The Labor Department said initial jobless claims fell unexpectedly last week, decreasing 4,000 to 364,000 in the week ended Dec. 17, reaching the lowest level since April 2008. The Conference Board's index of leading economic indicators advanced for the seventh-straight month, and the Thomson Reuters/University of Michigan consumer-sentiment index rose.
Still, the Commerce Department said the U.S. economy expanded at an annualized rate of 1.8 percent during the third quarter, lower than its previous estimate and the analyst consensus of 2 percent.
Stocks rose, with the Dow Jones Industrial Average recently up 62 points to 12169. Oil often trades in tandem with equities. Analysts said the crude market was getting a continued boost from Wednesday's U.S. Energy Information Administration report showing weekly oil inventories dropped 10.6 million barrels to 324 million barrels, the largest drop in more than a decade and a three-year low.
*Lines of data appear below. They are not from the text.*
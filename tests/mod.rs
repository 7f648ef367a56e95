//! # Integration tests
//!
//! Integration tests completely external from the crate. All code written in this module could be
//! written by an external user of the crate.

mod textbook;
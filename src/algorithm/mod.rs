//! # Algorithms
//!
//! Solving a transportation problem happens in three steps. The problem is balanced, an initial
//! basis is constructed and that basis is improved with the stepping stone method until no closed
//! path reduces the total cost.
use std::error::Error;
use std::fmt;
use std::fmt::Display;

use crate::algorithm::initial::{InitialBasis, NorthWestCorner};
use crate::algorithm::stepping_stone::strategy::pivot_rule::{PivotRule, SteepestDescent};
use crate::algorithm::stepping_stone::tableau::Tableau;
use crate::data::number_types::traits::Quantity;
use crate::data::transportation::Problem;
use crate::data::transportation::solution::Solution;

pub mod initial;
pub mod stepping_stone;

/// Limits on the work done while solving.
#[derive(Copy, Clone, Debug, Default, Eq, PartialEq)]
pub struct Configuration {
    /// Maximum number of rotations. Without a limit, the method runs until it converges.
    pub rotation_limit: Option<usize>,
}

/// Solve a transportation problem with the default strategies.
///
/// The initial basis is constructed with the northwest corner rule and the cell with the most
/// negative unit cost change enters the basis in each iteration.
pub fn solve<F: Quantity>(problem: Problem<F>) -> Result<Solution<F>, SolveError> {
    solve_with::<_, NorthWestCorner, SteepestDescent>(problem, &Configuration::default())
}

/// Solve a transportation problem.
///
/// # Arguments
///
/// * `problem`: Instance to solve, total supply and total demand need not be equal.
/// * `configuration`: Limits on the work done.
///
/// # Return value
///
/// The balanced problem together with an allocation that no closed path improves.
///
/// # Errors
///
/// When a degenerate basis can't be repaired, or when the rotation limit is reached.
pub fn solve_with<F, IB, PR>(
    problem: Problem<F>,
    configuration: &Configuration,
) -> Result<Solution<F>, SolveError>
where
    F: Quantity,
    IB: InitialBasis,
    PR: PivotRule,
{
    let balanced = problem.balance();

    let initial = IB::allocate(&balanced);
    let mut tableau = Tableau::new(&balanced, initial);
    let nr_rotations = stepping_stone::optimize::<_, PR>(&mut tableau, configuration)?;
    let grid = tableau.into_grid();

    Ok(Solution::new(balanced, grid, nr_rotations))
}

/// The stepping stone method failed to produce a solution.
#[derive(Debug, Clone, Eq, PartialEq)]
pub enum SolveError {
    /// The basis has too few cells, but every non-basic cell already lies on a closed path.
    UnrepairableDegeneracy {
        /// Number of basic cells found.
        nr_basic: usize,
        /// Number of basic cells a nondegenerate basis has.
        expected: usize,
    },
    /// The configured maximum number of rotations was applied, and the basis was still not
    /// optimal.
    RotationLimit(usize),
}

impl Display for SolveError {
    fn fmt(&self, f: &mut fmt::Formatter) -> fmt::Result {
        match self {
            SolveError::UnrepairableDegeneracy { nr_basic, expected } => write!(
                f,
                "Could not repair degenerate basis with {} of {} cells",
                nr_basic, expected,
            ),
            SolveError::RotationLimit(limit) => write!(
                f,
                "Not optimal after the maximum of {} rotations",
                limit,
            ),
        }
    }
}

impl Error for SolveError {}

#[cfg(test)]
mod test {
    use num::BigRational;
    use num::rational::Ratio;

    use crate::algorithm::{Configuration, solve, solve_with, SolveError};
    use crate::algorithm::initial::{LeastCost, NorthWestCorner};
    use crate::algorithm::stepping_stone::strategy::pivot_rule::{FirstProfitable, SteepestDescent};
    use crate::data::transportation::Problem;
    use crate::tests::instances;

    #[test]
    fn scenario() {
        let solution = solve(instances::two_by_two()).unwrap();

        assert_eq!(solution.total_cost(), 1400_f64);
        assert_eq!(solution.nr_rotations(), 1);
        assert_eq!(solution.quantity(0, 0), 0_f64);
        assert_eq!(solution.quantity(0, 1), 300_f64);
        assert_eq!(solution.quantity(1, 0), 250_f64);
        assert_eq!(solution.quantity(1, 1), 150_f64);
    }

    #[test]
    fn degenerate() {
        let solution = solve(instances::degenerate()).unwrap();

        assert_eq!(solution.total_cost(), 1000_f64);
        assert_eq!(solution.quantity(0, 1), 300_f64);
        assert_eq!(solution.quantity(1, 0), 300_f64);
        assert_eq!(solution.quantity(1, 1), 100_f64);
    }

    #[test]
    fn three_by_three() {
        let solution = solve(instances::three_by_three()).unwrap();

        assert_eq!(solution.total_cost(), 128_f64);
        assert_eq!(solution.nr_rotations(), 1);
        assert_eq!(solution.quantity(0, 0), 9_f64);
        assert_eq!(solution.quantity(0, 1), 5_f64);
        assert_eq!(solution.quantity(1, 1), 10_f64);
        assert_eq!(solution.quantity(2, 0), 3_f64);
        assert_eq!(solution.quantity(2, 2), 12_f64);
    }

    #[test]
    fn unbalanced() {
        let surplus = solve(instances::surplus()).unwrap();
        assert_eq!(surplus.total_cost(), 150_f64);
        assert_eq!(surplus.unused_supply(), vec![0_f64, 0_f64, 25_f64]);

        let shortage = solve(instances::shortage()).unwrap();
        assert_eq!(shortage.total_cost(), 184_f64);
        assert_eq!(shortage.unmet_demand(), vec![0_f64, 0_f64, 10_f64, 5_f64]);
    }

    #[test]
    fn strategies_agree() {
        let configuration = Configuration::default();
        for problem in [
            instances::two_by_two(),
            instances::degenerate(),
            instances::three_by_three(),
            instances::surplus(),
            instances::shortage(),
            instances::rule_sensitive(),
        ] {
            let expected = solve(problem.clone()).unwrap().total_cost();

            let results = [
                solve_with::<_, NorthWestCorner, FirstProfitable>(problem.clone(), &configuration),
                solve_with::<_, LeastCost, SteepestDescent>(problem.clone(), &configuration),
                solve_with::<_, LeastCost, FirstProfitable>(problem, &configuration),
            ];
            for result in results {
                assert_eq!(result.unwrap().total_cost(), expected);
            }
        }
    }

    #[test]
    fn rotation_limit() {
        let configuration = Configuration { rotation_limit: Some(1) };

        let result = solve_with::<_, NorthWestCorner, SteepestDescent>(
            instances::shortage(),
            &configuration,
        );
        assert_eq!(result.unwrap_err(), SolveError::RotationLimit(1));

        // Enough when the limit isn't reached
        let result = solve_with::<_, NorthWestCorner, SteepestDescent>(
            instances::two_by_two(),
            &configuration,
        );
        assert!(result.is_ok());
    }

    #[test]
    fn exact() {
        let rational = |values: &[i64]| {
            values.iter().map(|&value| Ratio::from_integer(value)).collect::<Vec<_>>()
        };
        let problem = Problem::new(
            rational(&[300, 400, 500]),
            rational(&[250, 350, 400, 200]),
            vec![rational(&[3, 1, 7, 4]), rational(&[2, 6, 5, 9]), rational(&[8, 3, 3, 2])],
        ).unwrap();
        let solution = solve(problem).unwrap();
        assert_eq!(solution.total_cost(), Ratio::from_integer(2850));
        assert_eq!(solution.nr_rotations(), 2);

        let big = |value: i64| BigRational::from_integer(value.into());
        let problem = Problem::new(
            vec![big(1), big(2)],
            vec![big(3)],
            vec![vec![big(5)], vec![big(7)]],
        ).unwrap();
        let solution = solve(problem).unwrap();
        assert_eq!(solution.total_cost(), big(19));
    }

    #[test]
    fn fractional_floats() {
        let problem = Problem::new(
            vec![0.1_f64, 0.2],
            vec![0.3],
            vec![vec![1_f64], vec![2_f64]],
        ).unwrap();

        // Row and column totals are off by rounding, which must not stop the method
        for solution in [
            solve(problem.clone()).unwrap(),
            solve_with::<_, LeastCost, FirstProfitable>(problem, &Configuration::default()).unwrap(),
        ] {
            assert!((solution.total_cost() - 0.5).abs() < 1e-12);
            assert!((solution.quantity(0, 0) - 0.1).abs() < 1e-12);
            assert!((solution.quantity(1, 0) - 0.2).abs() < 1e-12);
        }
    }

    #[test]
    fn error_display() {
        let error = SolveError::UnrepairableDegeneracy { nr_basic: 2, expected: 3 };
        assert_eq!(error.to_string(), "Could not repair degenerate basis with 2 of 3 cells");
        assert_eq!(
            SolveError::RotationLimit(10).to_string(),
            "Not optimal after the maximum of 10 rotations",
        );
    }
}
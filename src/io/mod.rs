//! # Reading of transportation problems
//!
//! This module provides read functionality for the plain text problem format.
use std::fs::File;
use std::io::Read;
use std::path::Path;

use num_traits::FromPrimitive;

use crate::data::number_types::traits::Quantity;
use crate::data::transportation::Problem;
use crate::io::error::ImportError;

pub mod error;
pub mod text;

/// Import a problem from a file.
///
/// The file should be in the format described in the `text` module, its extension is not checked.
///
/// # Errors
///
/// When a file cannot be found or read, when its contents can't be parsed or when they describe an
/// invalid problem.
pub fn import<F: Quantity + FromPrimitive>(file_path: &Path) -> Result<Problem<F>, ImportError> {
    // Open and read the file
    let mut program = String::new();
    File::open(file_path)
        .map_err(ImportError::IO)?
        .read_to_string(&mut program)
        .map_err(ImportError::IO)?;

    text::parse(&program)
}
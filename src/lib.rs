//! # A transportation problem solver
//!
//! Transportation problems are solved using the stepping stone method: an initial basis is
//! constructed with the northwest corner rule, after which quantities are rotated along closed
//! paths of basic cells for as long as that reduces the total cost.
//!
//! ```
//! use stepping_stone::algorithm::solve;
//! use stepping_stone::data::transportation::Problem;
//!
//! let problem = Problem::new(
//!     vec![300_f64, 400_f64],
//!     vec![250_f64, 450_f64],
//!     vec![vec![3_f64, 1_f64], vec![2_f64, 4_f64]],
//! ).unwrap();
//! let solution = solve(problem).unwrap();
//! assert_eq!(solution.total_cost(), 1400_f64);
//! ```
#![warn(missing_docs)]

pub mod algorithm;
pub mod data;
pub mod io;

#[cfg(test)]
mod tests;
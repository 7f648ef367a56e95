//! # Tableau
//!
//! A balanced problem together with a current basis. The stepping stone method moves from basis to
//! basis by rotating quantities along closed paths.
use std::fmt;
use std::fmt::Display;

use crate::algorithm::SolveError;
use crate::algorithm::stepping_stone::closed_path::{ClosedPath, Role};
use crate::algorithm::stepping_stone::degeneracy::fix_degenerate_case;
use crate::data::number_types::traits::Quantity;
use crate::data::transportation::allocation::{AllocationGrid, Shipment};
use crate::data::transportation::balance::Balanced;

/// Holds the basis of a balanced problem.
#[derive(Debug)]
pub struct Tableau<'provider, F> {
    /// Supplies the costs and capacities.
    provider: &'provider Balanced<F>,
    /// Current basis.
    grid: AllocationGrid<F>,
}

impl<'provider, F: Quantity> Tableau<'provider, F> {
    /// Create a new tableau from an initial allocation.
    ///
    /// # Arguments
    ///
    /// * `provider`: The problem that is being solved.
    /// * `grid`: A feasible allocation for that problem, for example computed with an
    /// `InitialBasis`.
    pub fn new(provider: &'provider Balanced<F>, grid: AllocationGrid<F>) -> Self {
        debug_assert_eq!(grid.nr_rows(), provider.nr_rows());
        debug_assert_eq!(grid.nr_columns(), provider.nr_columns());

        Self { provider, grid }
    }

    /// The current basis.
    pub fn grid(&self) -> &AllocationGrid<F> {
        &self.grid
    }

    /// Release the current basis.
    pub fn into_grid(self) -> AllocationGrid<F> {
        self.grid
    }

    /// The problem being solved.
    pub fn provider(&self) -> &'provider Balanced<F> {
        self.provider
    }

    /// Total cost of the current allocation.
    pub fn objective_function_value(&self) -> F {
        self.grid.total_cost()
    }

    /// Whether the basis has fewer cells than a nondegenerate basis would have.
    pub fn is_degenerate(&self) -> bool {
        self.grid.nr_basic() < self.provider.basis_size()
    }

    /// Repair a degenerate basis, see `degeneracy::fix_degenerate_case`.
    pub fn fix_degenerate_case(&mut self) -> Result<usize, SolveError> {
        fix_degenerate_case(&mut self.grid, self.provider)
    }

    /// Closed path of a cell, starting with an empty shipment in that cell.
    pub fn closed_path(&self, row: usize, column: usize) -> ClosedPath<F> {
        let candidate = Shipment::candidate(self.provider.cost(row, column).clone(), row, column);
        ClosedPath::find(&self.grid, candidate)
    }

    /// Consider bringing a non-basic cell into the basis.
    ///
    /// # Return value
    ///
    /// The rotation that would do so, or `None` if the cell has no closed path.
    pub fn evaluate(&self, row: usize, column: usize) -> Option<Rotation<F>> {
        debug_assert!(!self.grid.is_basic(row, column));

        let path = self.closed_path(row, column);
        let leaving = path.leaving()?.clone();
        let cost_change = path.net_cost_change();

        Some(Rotation { path, leaving, cost_change })
    }

    /// Rotate quantities along a closed path.
    ///
    /// The quantity of the leaving cell is added to every `Plus` stone and subtracted from every
    /// `Minus` stone. `Minus` stones that end up at zero leave the basis; the entering cell becomes
    /// basic, even if it receives nothing.
    pub fn bring_into_basis(&mut self, rotation: Rotation<F>) {
        let Rotation { path, leaving, .. } = rotation;
        let amount = leaving.quantity;

        for (role, stone) in path.into_stones() {
            let quantity = match role {
                Role::Plus => stone.quantity + amount.clone(),
                Role::Minus => stone.quantity - amount.clone(),
            };

            if role == Role::Minus && quantity.is_zero() {
                self.grid.remove(stone.row, stone.column);
            } else {
                self.grid.insert(Shipment { quantity, ..stone });
            }
        }
    }
}

/// Check that the basis is complete and that no basic cell ships a negative quantity.
///
/// Row and column totals are not compared, because they are only exact for exact number types.
pub(crate) fn is_in_basic_solution_state<F: Quantity>(tableau: &Tableau<F>) -> bool {
    tableau.grid.nr_rows() == tableau.provider.nr_rows()
        && tableau.grid.nr_columns() == tableau.provider.nr_columns()
        && tableau.grid.nr_basic() >= tableau.provider.basis_size()
        && tableau.grid.is_nonnegative()
}

/// Check that the allocation ships exactly all supply and meets exactly all demand.
#[cfg(test)]
pub(crate) fn is_in_basic_feasible_solution_state<F: Quantity>(tableau: &Tableau<F>) -> bool {
    tableau.grid.satisfies(tableau.provider.supply(), tableau.provider.demand())
        && tableau.grid.nr_basic() <= tableau.provider.basis_size()
}

/// A change of basis along a closed path.
#[derive(Debug, Clone, PartialEq)]
pub struct Rotation<F> {
    /// Cycle starting at the entering cell.
    pub path: ClosedPath<F>,
    /// `Minus` stone with the smallest quantity.
    pub leaving: Shipment<F>,
    /// Net unit cost change of the path.
    pub cost_change: F,
}

impl<F: Quantity> Rotation<F> {
    /// The cell entering the basis.
    pub fn entering(&self) -> &Shipment<F> {
        &self.path.stones()[0]
    }

    /// Whether rotating along this path reduces the total cost per unit moved.
    pub fn is_improving(&self) -> bool {
        self.cost_change < F::zero()
    }

    /// Change in total cost when this rotation is applied.
    pub fn total_cost_change(&self) -> F {
        self.cost_change.clone() * self.leaving.quantity.clone()
    }
}

impl<F: Quantity + Display> Display for Rotation<F> {
    fn fmt(&self, f: &mut fmt::Formatter<'_>) -> fmt::Result {
        let cells = self.path.stones().iter()
            .map(|stone| format!("({}, {})", stone.row, stone.column))
            .collect::<Vec<_>>()
            .join(" -> ");
        write!(
            f,
            "{} moving {} at {} per unit",
            cells, self.leaving.quantity, self.cost_change,
        )
    }
}
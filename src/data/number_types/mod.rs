//! # Number types
//!
//! The transportation algorithms are written against a small numeric abstraction rather than a
//! concrete type. The same code runs on floating point numbers and on exact fractional numbers.
pub mod traits;
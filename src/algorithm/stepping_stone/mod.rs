//! # The stepping stone method
//!
//! Starting from a feasible basis, each iteration repairs degeneracy, looks for a non-basic cell
//! whose closed path reduces the total cost and rotates the largest possible quantity along that
//! path. The method stops when no closed path reduces the total cost.
use log::debug;

use crate::algorithm::{Configuration, SolveError};
use crate::algorithm::stepping_stone::strategy::pivot_rule::PivotRule;
use crate::algorithm::stepping_stone::tableau::{is_in_basic_solution_state, Tableau};
use crate::data::number_types::traits::Quantity;

pub mod closed_path;
pub mod degeneracy;
pub mod strategy;
pub mod tableau;

/// Reduces the cost of the allocation in the tableau until no improving rotation remains.
///
/// While calling this method, the allocation in the tableau should be feasible: it ships exactly
/// the supply of each row and exactly the demand of each column.
///
/// # Return value
///
/// The number of rotations that were applied.
///
/// # Errors
///
/// When the basis can't be repaired, or when the configured rotation limit is reached before
/// converging.
pub fn optimize<F, PR>(
    tableau: &mut Tableau<F>,
    configuration: &Configuration,
) -> Result<usize, SolveError>
where
    F: Quantity,
    PR: PivotRule,
{
    let mut rule = PR::new();
    let mut nr_rotations = 0;
    loop {
        tableau.fix_degenerate_case()?;
        debug_assert!(is_in_basic_solution_state(tableau));

        match rule.select_entering(tableau) {
            Some(rotation) => {
                if configuration.rotation_limit.is_some_and(|limit| nr_rotations >= limit) {
                    break Err(SolveError::RotationLimit(nr_rotations));
                }

                debug!(
                    "Rotation {}: ({}, {}) enters, ({}, {}) leaves, moving {:?} at {:?} per unit",
                    nr_rotations + 1,
                    rotation.entering().row, rotation.entering().column,
                    rotation.leaving.row, rotation.leaving.column,
                    rotation.leaving.quantity, rotation.cost_change,
                );
                tableau.bring_into_basis(rotation);
                nr_rotations += 1;
            },
            None => {
                debug!(
                    "Converged after {} rotations at cost {:?}",
                    nr_rotations, tableau.objective_function_value(),
                );
                break Ok(nr_rotations);
            },
        }
    }
}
Oil's gain "was kind of surprising, given the U.S. GDP number and everything else going on, unless it's just a further knock-on effect from what we saw yesterday from inventories," said Jason Schenker, president of Prestige Economics in Austin, Texas. "Market participants still continue to be ignoring the international problems and threats which are looming larger and larger every day, whereas they're focusing on tepid improvements in the U.S. economy."
Front-month January reformulated gasoline blendstock, or RBOB, ended up 1.99 cents higher at $2.6398 a gallon. January heating oil settled down 0.11 cent to $2.9076 a gallon.